Del nostro amico Cosmo Di Gorga e della sua moto ci siamo occupati una decina di anni addietro raccontandovi della sua creatura prima sulle pagine di “Freeway Magazine Italia” eppoi sul web http://www.1957legend.it/2013/04/daytona-demon.html. Non vi abbiamo detto, però, che nel frattempo Cosmo  ha fatto di tutto tranne che stare fermo: e' entrato a far parte di un car-club ed ha fondato, insieme con gli inseparabili amici Simone ed Alex, “Bomber Garage”, realtà alle porte della capitale specializzata in customizzazione di moto ed auto (americane in prevalenza). Quale miglior biglietto da visita del suo Sportster ancor più evoluto nella customizzazione ?

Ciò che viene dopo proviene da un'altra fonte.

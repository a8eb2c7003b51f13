//! Generic spatial partitioning tree
//!
//! One implementation serves both the octree and the quadtree. Region nodes
//! live in a slotmap arena; each tracked object remembers the region that
//! holds it so updates and removals never search the tree.

use std::collections::HashMap;
use std::fmt;
use std::hash::Hash;

use serde::{Deserialize, Serialize};

use super::filter::Filter;
use super::region::Region;
use crate::config::ConfigError;
use crate::foundation::collections::{RegionArena, RegionKey};

/// Configuration for spatial tree behavior
#[derive(Debug, Clone, PartialEq, Serialize, Deserialize)]
#[serde(default)]
pub struct SpatialIndexConfig {
    /// Maximum objects stored directly in a node before it subdivides
    pub split_threshold: usize,

    /// Maximum subdivision depth (root is depth 0)
    pub max_depth: u32,

    /// Regions whose children would get an edge shorter than this never split
    pub min_node_size: f32,

    /// Children are folded back into their parent once the subtree holds at
    /// most this many objects, `0` disables merging
    pub merge_threshold: usize,
}

impl Default for SpatialIndexConfig {
    fn default() -> Self {
        Self {
            split_threshold: 16,
            max_depth: 8,
            min_node_size: 1.0,
            merge_threshold: 4,
        }
    }
}

impl SpatialIndexConfig {
    /// Set the split threshold
    pub fn with_split_threshold(mut self, split_threshold: usize) -> Self {
        self.split_threshold = split_threshold;
        self
    }

    /// Set the maximum depth
    pub fn with_max_depth(mut self, max_depth: u32) -> Self {
        self.max_depth = max_depth;
        self
    }

    /// Set the minimum node size
    pub fn with_min_node_size(mut self, min_node_size: f32) -> Self {
        self.min_node_size = min_node_size;
        self
    }

    /// Set the merge threshold
    pub fn with_merge_threshold(mut self, merge_threshold: usize) -> Self {
        self.merge_threshold = merge_threshold;
        self
    }

    /// Validate the configuration
    pub fn validate(&self) -> Result<(), ConfigError> {
        if self.split_threshold == 0 {
            return Err(ConfigError::Invalid("split threshold must be at least 1".to_string()));
        }
        if !(self.min_node_size.is_finite() && self.min_node_size >= 0.0) {
            return Err(ConfigError::Invalid(format!(
                "min node size must be a non-negative number, got {}",
                self.min_node_size
            )));
        }
        if self.merge_threshold > self.split_threshold {
            return Err(ConfigError::Invalid(format!(
                "merge threshold {} exceeds split threshold {}",
                self.merge_threshold, self.split_threshold
            )));
        }
        Ok(())
    }
}

/// Spatial index errors
#[derive(thiserror::Error, Debug, Clone, PartialEq, Eq)]
pub enum SpatialError {
    /// The key is already tracked
    #[error("object {0} is already in the spatial index")]
    AlreadyPresent(String),

    /// The key is not tracked
    #[error("object {0} is not in the spatial index")]
    NotFound(String),
}

#[derive(Debug)]
struct RegionNode<R, K> {
    region: R,
    depth: u32,
    parent: Option<RegionKey>,
    /// Empty for leaves, `R::FAN_OUT` entries otherwise
    children: Vec<RegionKey>,
    objects: Vec<K>,
}

impl<R, K> RegionNode<R, K> {
    fn new(region: R, depth: u32, parent: Option<RegionKey>) -> Self {
        Self {
            region,
            depth,
            parent,
            children: Vec::new(),
            objects: Vec::new(),
        }
    }

    fn is_leaf(&self) -> bool {
        self.children.is_empty()
    }
}

#[derive(Debug, Clone, Copy)]
struct ObjectEntry<V> {
    region: RegionKey,
    volume: V,
}

/// Hierarchical bounded-volume index over movable objects
///
/// The tree only stores keys. Whoever owns the object (a scene node, an
/// entity component) keeps the object itself and pushes bounds changes in
/// through [`update`](Self::update).
///
/// Objects sit at the deepest region that fully contains their volume.
/// Regions split lazily once they hold more than
/// [`SpatialIndexConfig::split_threshold`] objects and fold their children
/// back in on removal when the subtree becomes sparse.
#[derive(Debug)]
pub struct SpatialTree<R: Region, K> {
    config: SpatialIndexConfig,
    regions: RegionArena<RegionNode<R, K>>,
    root: RegionKey,
    objects: HashMap<K, ObjectEntry<R::Volume>>,
}

impl<R, K> SpatialTree<R, K>
where
    R: Region,
    K: Copy + Eq + Hash + fmt::Debug,
{
    /// Create an empty tree covering `root_region`
    pub fn new(root_region: R, config: SpatialIndexConfig) -> Self {
        let mut regions = RegionArena::with_key();
        let root = regions.insert(RegionNode::new(root_region, 0, None));

        Self {
            config,
            regions,
            root,
            objects: HashMap::new(),
        }
    }

    /// Region covered by the whole tree
    pub fn root_region(&self) -> R {
        self.regions[self.root].region
    }

    /// Active configuration
    pub fn config(&self) -> &SpatialIndexConfig {
        &self.config
    }

    /// Start tracking `key` with the given bounding volume
    pub fn insert(&mut self, key: K, volume: R::Volume) -> Result<(), SpatialError> {
        if self.objects.contains_key(&key) {
            log::error!("Spatial insert of {key:?} ignored, it is already tracked");
            return Err(SpatialError::AlreadyPresent(format!("{key:?}")));
        }

        if !self.regions[self.root].region.contains(&volume) {
            log::warn!("Volume {volume:?} of {key:?} exceeds the spatial index bounds, keeping it at the root");
        }

        self.insert_from(self.root, key, volume);
        Ok(())
    }

    /// Replace the stored bounding volume of `key`
    ///
    /// Stays in place while the current region still contains the volume.
    /// Otherwise the object climbs to the first ancestor that does and
    /// descends again from there.
    pub fn update(&mut self, key: K, volume: R::Volume) -> Result<(), SpatialError> {
        let Some(entry) = self.objects.get_mut(&key) else {
            log::error!("Spatial update of {key:?} ignored, it is not tracked");
            return Err(SpatialError::NotFound(format!("{key:?}")));
        };

        let current = entry.region;
        if self.regions[current].region.contains(&volume) {
            entry.volume = volume;
            return Ok(());
        }

        let mut ancestor = current;
        while let Some(parent) = self.regions[ancestor].parent {
            ancestor = parent;
            if self.regions[ancestor].region.contains(&volume) {
                break;
            }
        }

        if !self.regions[ancestor].region.contains(&volume) {
            log::warn!("Volume {volume:?} of {key:?} exceeds the spatial index bounds, keeping it at the root");
        }

        if ancestor == current {
            entry.volume = volume;
            return Ok(());
        }

        self.objects.remove(&key);
        self.detach(current, key);
        self.insert_from(ancestor, key, volume);
        self.merge_after_removal(current);
        Ok(())
    }

    /// Stop tracking `key`, returning its last volume
    pub fn remove(&mut self, key: K) -> Result<R::Volume, SpatialError> {
        let Some(entry) = self.objects.remove(&key) else {
            log::error!("Spatial remove of {key:?} ignored, it is not tracked");
            return Err(SpatialError::NotFound(format!("{key:?}")));
        };

        self.detach(entry.region, key);
        self.merge_after_removal(entry.region);

        Ok(entry.volume)
    }

    /// Stored volume of `key`
    pub fn get(&self, key: K) -> Option<R::Volume> {
        self.objects.get(&key).map(|entry| entry.volume)
    }

    /// Whether `key` is tracked
    pub fn contains(&self, key: K) -> bool {
        self.objects.contains_key(&key)
    }

    /// Number of tracked objects
    pub fn object_count(&self) -> usize {
        self.objects.len()
    }

    /// Number of regions, including the root
    pub fn node_count(&self) -> usize {
        self.regions.len()
    }

    /// Depth of the deepest region
    pub fn depth(&self) -> u32 {
        self.regions.values().map(|node| node.depth).max().unwrap_or(0)
    }

    /// Depth of the region holding `key`
    pub fn depth_of(&self, key: K) -> Option<u32> {
        self.objects.get(&key).map(|entry| self.regions[entry.region].depth)
    }

    /// Drop every object and collapse the tree to its root
    pub fn clear(&mut self) {
        let root_region = self.root_region();
        self.regions.clear();
        self.objects.clear();
        self.root = self.regions.insert(RegionNode::new(root_region, 0, None));
    }

    /// Visit every region with its depth and the number of objects it holds
    /// directly, parents before children
    pub fn for_each_region(&self, mut f: impl FnMut(&R, u32, usize)) {
        let mut stack = vec![self.root];
        while let Some(key) = stack.pop() {
            let node = &self.regions[key];
            f(&node.region, node.depth, node.objects.len());
            stack.extend(node.children.iter().rev());
        }
    }

    /// Append every object whose volume intersects `filter` to `result`
    pub fn query<F: Filter<R>>(&self, filter: &F, result: &mut Vec<K>) {
        let mut stack = Vec::new();
        self.query_with(std::slice::from_ref(filter), &mut stack, result);
    }

    /// Append every object whose volume intersects all `filters` to `result`
    ///
    /// `stack` is scratch space, callers that query every frame keep it
    /// around to avoid reallocating.
    pub(crate) fn query_with<F: Filter<R>>(
        &self,
        filters: &[F],
        stack: &mut Vec<RegionKey>,
        result: &mut Vec<K>,
    ) {
        stack.clear();
        // The root is always visited, it also holds out of bounds objects
        stack.push(self.root);

        while let Some(key) = stack.pop() {
            let node = &self.regions[key];

            for object in &node.objects {
                if let Some(entry) = self.objects.get(object) {
                    if filters.iter().all(|filter| filter.intersects_volume(&entry.volume)) {
                        result.push(*object);
                    }
                }
            }

            for child in node.children.iter().rev() {
                let region = &self.regions[*child].region;
                if filters.iter().all(|filter| filter.intersects_region(region)) {
                    stack.push(*child);
                }
            }
        }
    }

    fn insert_from(&mut self, start: RegionKey, key: K, volume: R::Volume) {
        let mut current = start;
        loop {
            let node = &self.regions[current];
            if node.is_leaf() {
                break;
            }

            let child = node.children[node.region.child_index(&volume)];
            if !self.regions[child].region.contains(&volume) {
                break;
            }
            current = child;
        }

        self.regions[current].objects.push(key);
        self.objects.insert(key, ObjectEntry { region: current, volume });
        self.try_split(current);
    }

    fn detach(&mut self, region: RegionKey, key: K) {
        let objects = &mut self.regions[region].objects;
        if let Some(position) = objects.iter().position(|object| *object == key) {
            objects.swap_remove(position);
        }
    }

    fn try_split(&mut self, key: RegionKey) {
        let node = &self.regions[key];
        let should_split = node.is_leaf()
            && node.objects.len() > self.config.split_threshold
            && node.depth < self.config.max_depth
            && node.region.edge_length() * 0.5 >= self.config.min_node_size;
        if !should_split {
            return;
        }

        let region = node.region;
        let depth = node.depth;
        let children: Vec<RegionKey> = (0..R::FAN_OUT)
            .map(|index| {
                self.regions
                    .insert(RegionNode::new(region.child(index), depth + 1, Some(key)))
            })
            .collect();

        // Redistribute objects that fit a child, the rest stay here
        let objects = std::mem::take(&mut self.regions[key].objects);
        let mut kept = Vec::new();
        for object in objects {
            let Some(entry) = self.objects.get_mut(&object) else {
                continue;
            };
            let child = children[region.child_index(&entry.volume)];
            if self.regions[child].region.contains(&entry.volume) {
                entry.region = child;
                self.regions[child].objects.push(object);
            } else {
                kept.push(object);
            }
        }

        let node = &mut self.regions[key];
        node.objects = kept;
        node.children.clone_from(&children);

        for child in children {
            self.try_split(child);
        }
    }

    /// Merge upwards from the region an object just left
    fn merge_after_removal(&mut self, region: RegionKey) {
        let Some(node) = self.regions.get(region) else {
            return;
        };
        let start = if node.is_leaf() { node.parent } else { Some(region) };
        if let Some(start) = start {
            self.try_merge(start);
        }
    }

    fn try_merge(&mut self, start: RegionKey) {
        if self.config.merge_threshold == 0 {
            return;
        }

        let mut key = start;
        loop {
            let node = &self.regions[key];
            if node.is_leaf() {
                return;
            }

            let mut total = node.objects.len();
            for child in &node.children {
                let child = &self.regions[*child];
                if !child.is_leaf() {
                    return;
                }
                total += child.objects.len();
            }
            if total > self.config.merge_threshold {
                return;
            }

            let children = std::mem::take(&mut self.regions[key].children);
            for child in children {
                let Some(child_node) = self.regions.remove(child) else {
                    continue;
                };
                for object in child_node.objects {
                    if let Some(entry) = self.objects.get_mut(&object) {
                        entry.region = key;
                    }
                    self.regions[key].objects.push(object);
                }
            }

            match self.regions[key].parent {
                Some(parent) => key = parent,
                None => return,
            }
        }
    }
}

Rispetto alla prima trasformazione, gli interventi sono pochi, ma ben mirati, in modo da arrivare ad avere una street tracker in piena regola. Viene montato un manubrio largo, che va a prendere il posto dei semi-manubri. Vengono smontati, poi,  anche l'ampio cupolino ed il parafango anteriore. La ciclistica subisce interventi solo alla forcella, attraverso il montaggio di molle progressive e di un olio più denso. Vengono costruite le pedaline in allumino ricavato dal pieno ed arretrate nella posizione. Dato che il motore è quello molto potente del modello 1200 S del 1998, con testata a doppia candela, salvo  un carburatore Mikuni da 42mm ed uno scarico due-in-uno con collettore Supertrapp e terminale Marving da corsa anni settanta (presenti anche sulla versione cafe racer), non subisce interventi.  Degna di nota la verniciatura effettuata a mano tramite la tecnica del  “pinstriping”.  Se sul serbatoio vi è esplicito richiamo al tema delle corse auto, diversamente sul codone si riprendono i temi della cultura messicana. La scelta di questo mix è dettata dal fatto di voler avere qualcosa di originale.

UP: stile della moto, qualità delle parti costruite in casa e pinstriping eseguito.
DOWN: la base bianca di verniciatura e scarico che ne fa perdere il carattere e targa laterale.